Beauty: The consumer needs to love the design. It needs to have visual appeal so, to the user, it doesn’t look like something you see in a Sci-Fi movie. The design needs to be expressive and not only limit to the form factor, but the overall interactive experience. The connectivity piece is key – it needs to allow for seamless wireless connection. The interactions or interface design is the trickiest part. The designers must translate the mass into energy, form and relationship. This is about creating order out of chaos, to put order into things, to make things simpler, to give meaning to objects through the presence of a design language.

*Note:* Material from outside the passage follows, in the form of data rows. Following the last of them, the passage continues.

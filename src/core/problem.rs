//! The problem contract.
//!
//! A host application describes what to optimize by implementing
//! [`Problem`]: variable count and bounds, objective and constraint counts,
//! and an evaluation function. Everything else (variable creation for each
//! [`Encoding`]) has a default.

use super::solution::Solution;
use super::variable::{Variable, DEFAULT_PRECISION};
use crate::error::Result;
use crate::random;
use rand::{Rng, RngCore};

/// How a problem's decision variables are represented.
#[derive(Debug, Clone, Copy, PartialEq, Eq, Default)]
pub enum Encoding {
    /// One bounded real per dimension.
    #[default]
    Real,
    /// One bounded integer per dimension.
    Int,
    /// One bit string per dimension decoded into a bounded real.
    BinaryReal,
    /// One raw bit string per dimension.
    Binary,
    /// One permutation per dimension.
    Permutation,
    /// The first [`Problem::number_of_int_variables`] dimensions are
    /// integers, the rest reals.
    IntReal,
    /// A single `ArrayReal` variable holding every dimension.
    ArrayReal,
}

/// An optimization problem: bounds, objective count and evaluation.
///
/// Implementations must be `Send + Sync` because the batch evaluator calls
/// [`evaluate`](Problem::evaluate) from worker threads. `evaluate` must be a
/// pure function of the solution's variables.
///
/// # Examples
///
/// ```
/// use u_moea::core::{Problem, Solution};
/// use u_moea::Result;
///
/// struct Schaffer;
///
/// impl Problem for Schaffer {
///     fn number_of_variables(&self) -> usize { 1 }
///     fn number_of_objectives(&self) -> usize { 2 }
///     fn lower_limit(&self, _i: usize) -> f64 { -10.0 }
///     fn upper_limit(&self, _i: usize) -> f64 { 10.0 }
///     fn evaluate(&self, s: &mut Solution) -> Result<()> {
///         let x = s.real_value(0);
///         s.objectives[0] = x * x;
///         s.objectives[1] = (x - 2.0) * (x - 2.0);
///         Ok(())
///     }
/// }
/// ```
pub trait Problem: Send + Sync {
    /// Human readable name, used in logs.
    fn name(&self) -> &str {
        "problem"
    }

    /// Number of decision dimensions.
    fn number_of_variables(&self) -> usize;

    /// Number of objectives.
    fn number_of_objectives(&self) -> usize;

    /// Number of constraints. `0` disables constraint evaluation.
    fn number_of_constraints(&self) -> usize {
        0
    }

    /// Lower bound of dimension `i`.
    fn lower_limit(&self, i: usize) -> f64;

    /// Upper bound of dimension `i`.
    fn upper_limit(&self, i: usize) -> f64;

    /// Variable representation.
    fn encoding(&self) -> Encoding {
        Encoding::Real
    }

    /// Bit count (binary encodings) or permutation length of dimension `i`.
    fn length(&self, _i: usize) -> usize {
        DEFAULT_PRECISION
    }

    /// Number of leading integer dimensions for [`Encoding::IntReal`].
    fn number_of_int_variables(&self) -> usize {
        0
    }

    /// Fills `solution.objectives`.
    fn evaluate(&self, solution: &mut Solution) -> Result<()>;

    /// Fills `solution.overall_constraint_violation` (non-negative) and
    /// `number_of_violated_constraints`.
    fn evaluate_constraints(&self, _solution: &mut Solution) -> Result<()> {
        Ok(())
    }

    /// Creates randomly initialized variables for a new solution.
    fn create_variables(&self, rng: &mut dyn RngCore) -> Vec<Variable> {
        let n = self.number_of_variables();
        match self.encoding() {
            Encoding::Real => (0..n).map(|i| random_real(self, i, rng)).collect(),
            Encoding::Int => (0..n).map(|i| random_int(self, i, rng)).collect(),
            Encoding::IntReal => {
                let ints = self.number_of_int_variables().min(n);
                (0..n)
                    .map(|i| {
                        if i < ints {
                            random_int(self, i, rng)
                        } else {
                            random_real(self, i, rng)
                        }
                    })
                    .collect()
            }
            Encoding::BinaryReal => (0..n)
                .map(|i| Variable::BinaryReal {
                    bits: random_bits(self.length(i), rng),
                    lower: self.lower_limit(i),
                    upper: self.upper_limit(i),
                })
                .collect(),
            Encoding::Binary => (0..n)
                .map(|i| Variable::Binary {
                    bits: random_bits(self.length(i), rng),
                })
                .collect(),
            Encoding::Permutation => (0..n)
                .map(|i| Variable::Permutation {
                    order: random::int_permutation(self.length(i), rng),
                })
                .collect(),
            Encoding::ArrayReal => {
                let lower: Vec<f64> = (0..n).map(|i| self.lower_limit(i)).collect();
                let upper: Vec<f64> = (0..n).map(|i| self.upper_limit(i)).collect();
                let values = lower
                    .iter()
                    .zip(upper.iter())
                    .map(|(&lo, &hi)| random::uniform(rng, lo, hi))
                    .collect();
                vec![Variable::ArrayReal {
                    values,
                    lower,
                    upper,
                }]
            }
        }
    }
}

/// Evaluates objectives, then constraints when the problem has any.
pub fn evaluate_solution(problem: &dyn Problem, solution: &mut Solution) -> Result<()> {
    problem.evaluate(solution)?;
    if problem.number_of_constraints() > 0 {
        problem.evaluate_constraints(solution)?;
    }
    Ok(())
}

fn random_real<P: Problem + ?Sized>(p: &P, i: usize, rng: &mut dyn RngCore) -> Variable {
    let (lo, hi) = (p.lower_limit(i), p.upper_limit(i));
    Variable::real(random::uniform(rng, lo, hi), lo, hi)
}

fn random_int<P: Problem + ?Sized>(p: &P, i: usize, rng: &mut dyn RngCore) -> Variable {
    let lo = p.lower_limit(i).ceil() as i64;
    let hi = p.upper_limit(i).floor() as i64;
    let value = if hi > lo { rng.random_range(lo..=hi) } else { lo };
    Variable::int(value, lo, hi.max(lo))
}

fn random_bits(len: usize, rng: &mut dyn RngCore) -> Vec<bool> {
    (0..len).map(|_| rng.random_bool(0.5)).collect()
}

Behaviour: This is the least predictable part. Just look at all those health tracking devices, there is a tremendous gap exists between collecting and reporting data and changing behaviour, there are little evidence to suggest that these wearable is making people healthier. But for sure, the most successful wearable would be those who can influence our behaviour as a mechanism for human behaviour change and reinforcement. The subconscious mechanisms by which a human brain forms habits are still a bit of a mystery and this can let us down a path to come up with devising tools for changing them.